ビジネスロジック層におけるJavaEEの歴史

前頁に続き、サーバーサイドJavaであるJavaEEのビジネスロジック層の歴史について説明します。

ビジネスロジック層の歴史2

図中グレー部分は、でJavaEEの歴史の暗黒期を象徴したEJBのバージョンを示しています。
※.2017年時点のEJB3.1系はデータ層のフレームワークの1つとして大きな改善がされています。

ビジネスロジック層開拓期・暗黒期(1999年⁓2003年)

ビジネスロジック層の歴史2

プレゼンテーション層とデータ層のフレームワークの骨格ができた1999年⁓2003年に 分散処理システムとしてEnterPrise JavaBeans 通称EJB APIをリリースしました。EJB及びJ2EEコンテナが 目指す一番の設計指向は、アクセスが集中するデーターベースの分散を目的として分散処理システムを目指していました。

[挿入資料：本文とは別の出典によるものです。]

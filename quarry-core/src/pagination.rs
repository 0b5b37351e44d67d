//! Pagination calculator.
//!
//! Pure functions from raw page/limit inputs to an effective
//! [`PaginationRequest`], and from `(page, limit, total)` to a
//! [`PaginationResult`]. `PaginationResult` stores only its three inputs;
//! `pages`, `has_next` and `has_prev` are derived on every read.

use serde::ser::SerializeStruct;
use serde::{Serialize, Serializer};

pub const DEFAULT_PAGE: u64 = 1;
pub const DEFAULT_LIMIT: u64 = 10;
pub const MAX_LIMIT: u64 = 100;

/// Defaulting and clamping bounds for raw pagination input.
#[derive(Debug, Clone, Copy, PartialEq, Eq)]
pub struct PageLimits {
    pub default_page: u64,
    pub default_limit: u64,
    pub max_limit: u64,
}

impl Default for PageLimits {
    fn default() -> Self {
        Self {
            default_page: DEFAULT_PAGE,
            default_limit: DEFAULT_LIMIT,
            max_limit: MAX_LIMIT,
        }
    }
}

/// Effective page request: `page >= 1`, `1 <= limit <= max_limit`.
#[derive(Debug, Clone, Copy, PartialEq, Eq)]
pub struct PaginationRequest {
    pub page: u64,
    pub limit: u64,
}

impl Default for PaginationRequest {
    fn default() -> Self {
        Self::from_raw(None, None, &PageLimits::default())
    }
}

/// Parse a positive integer. Non-numeric, fractional, zero or negative input
/// yields `None`; digit strings too large for `u64` saturate.
fn parse_positive(raw: Option<&str>) -> Option<u64> {
    let s = raw?.trim();
    let digits = s.strip_prefix('+').unwrap_or(s);
    if digits.is_empty() || !digits.bytes().all(|b| b.is_ascii_digit()) {
        return None;
    }
    let n = digits.parse::<u64>().unwrap_or(u64::MAX);
    (n >= 1).then_some(n)
}

impl PaginationRequest {
    /// Build from raw query-string values. Malformed input silently falls
    /// back to the defaults; limits above `max_limit` are clamped.
    pub fn from_raw(page: Option<&str>, limit: Option<&str>, bounds: &PageLimits) -> Self {
        let page = parse_positive(page).unwrap_or(bounds.default_page.max(1));
        let limit = parse_positive(limit)
            .unwrap_or(bounds.default_limit.max(1))
            .min(bounds.max_limit.max(1));
        Self { page, limit }
    }

    /// Build from already-numeric input, applying the same rules.
    pub fn new(page: i64, limit: i64, bounds: &PageLimits) -> Self {
        Self::from_raw(
            Some(&page.to_string()),
            Some(&limit.to_string()),
            bounds,
        )
    }

    /// Number of records to skip: `(page - 1) * limit`.
    pub fn skip(&self) -> u64 {
        self.page.saturating_sub(1).saturating_mul(self.limit)
    }

    /// Result metadata for this request once the total is known.
    pub fn result(&self, total: u64) -> PaginationResult {
        PaginationResult::new(self.page, self.limit, total)
    }
}

/// Page metadata returned alongside the data.
#[derive(Debug, Clone, Copy, PartialEq, Eq)]
pub struct PaginationResult {
    page: u64,
    limit: u64,
    total: u64,
}

impl PaginationResult {
    pub fn new(page: u64, limit: u64, total: u64) -> Self {
        Self { page, limit, total }
    }

    pub fn page(&self) -> u64 {
        self.page
    }

    pub fn limit(&self) -> u64 {
        self.limit
    }

    pub fn total(&self) -> u64 {
        self.total
    }

    /// `ceil(total / limit)`; 0 when limit is 0.
    pub fn pages(&self) -> u64 {
        if self.limit == 0 {
            return 0;
        }
        self.total.div_ceil(self.limit)
    }

    pub fn has_next(&self) -> bool {
        self.page.saturating_mul(self.limit) < self.total
    }

    pub fn has_prev(&self) -> bool {
        self.page > 1
    }
}

impl Serialize for PaginationResult {
    fn serialize<S: Serializer>(&self, serializer: S) -> Result<S::Ok, S::Error> {
        let mut s = serializer.serialize_struct("PaginationResult", 6)?;
        s.serialize_field("page", &self.page)?;
        s.serialize_field("limit", &self.limit)?;
        s.serialize_field("total", &self.total)?;
        s.serialize_field("pages", &self.pages())?;
        s.serialize_field("hasNext", &self.has_next())?;
        s.serialize_field("hasPrev", &self.has_prev())?;
        s.end()
    }
}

Webアプリケーションサーバーに内蔵したEJBコンテナがデータベースのデータ反映タイミングやデータの永続性を制御していました。

EJBが暗黒時期を作ったのは、以下の理由です。

  • アーキテクチャが複雑すぎた
  • 製造物(EJBCleint,EJB,XMLなど)が多すぎて手間がかかる
  • データの永続性に関して数々のデータの不整合などの多数トラブルが発生
  • WebコンテナとORMパターンよりスループットが悪すぎる
  • 習熟するのに時間がかかる(教育コスト)
  • 指導者(理解者)の欠如

ビジネスロジック層DIコンテナ開拓期(2003年⁓2009年)

このJ2EE(EJB)に対する辟易とした状態に対して、 2002年10月にRod Johnsonが「Expert One-on-One J2EE Design and Development」を発表しました。 この論文を具体的に実装したフレームワークSpring1.0が 2004年3月にリリースされました。

現在のJavaEE(CDI関係)にも引き継がれている骨格となる主な機能は以下です。

  • 依存性の注入(DI: Dependency injection)
  • アスペクト指向プログラミング(AOP: Aspect Oriented Programming)
  • データ層との連携
  • トランザクションの制御
  • プレゼンテーション層との連携
ビジネスロジック層のアーキテクチャ

Springフレームワークの登場により、開発現場の仕事の方法もかなり変化しました。

  • 作ることから使いこなす事へ
  • テクロノジー要件からビジネス要件に集中
  • 開発から運用へ

JavaEE反映期(2006年⁓2009年)

各層のフレームワークはそれぞれJ2EEの言語体系とは別に発展してきました。 その当時は、それぞれの層の一番評判の良いフレームワークを連結して、WebコンテナだけのTomcatに搭載させて、実装していました。

各層のフレームワークの連携作業は、非常に経験とノウハウを必要とされます。 また、1つの層のメージャーバージョンが上がったときの検証や動作保証も大変労力がいります。

この流れから、今まで市場で利用された優良なアーキテクチャをAPI化することで、 JavaEE言語1つとフルJavaEEのWebアプリケーションサーバー(GlassFish,JBossなど)だけで、開発者は設定やフレームワークの組み合わせを気にすることなく システム開発ができることを目指しています。

  • ORM→JPA
  • DI→CDIなど
  • MVC2→JavaEE8予定。

JavaEE言語体系の特徴(2009年⁓2017年)

JavaEEを学ぶエンジニアやJavaEEで大規模システムを開発するエンジニアが理解して置く大切な事があります。

年表にあるようにJavaEE言語APIは、先に出現した技術を法律のように制定するために、 リリース時の各層の整合性などや安定性はあるものの、最先端の技術から1年以上常に遅れている点です。

IT業界のアーキテクチャにおける集中と分散の歴史は繰り繰り返しています。
現在はJavaEEに寄せる「集中」の年ですが、並行して各層のフレームワークの先行的な進化が起きています。
JavaEEのリリース速度を鑑みるとJavaEE only形態が5年以上先も継続しているかは微妙な所です。
私が思うのは、アーキテクチャの進化は日々起きているのでトレンドが変化するのは当たり前だと考えます。
その上で、日々多く接する技術を自分の強み(バックボーン)として、新しい事を学習して取り入れていく姿勢が大切だと思っています。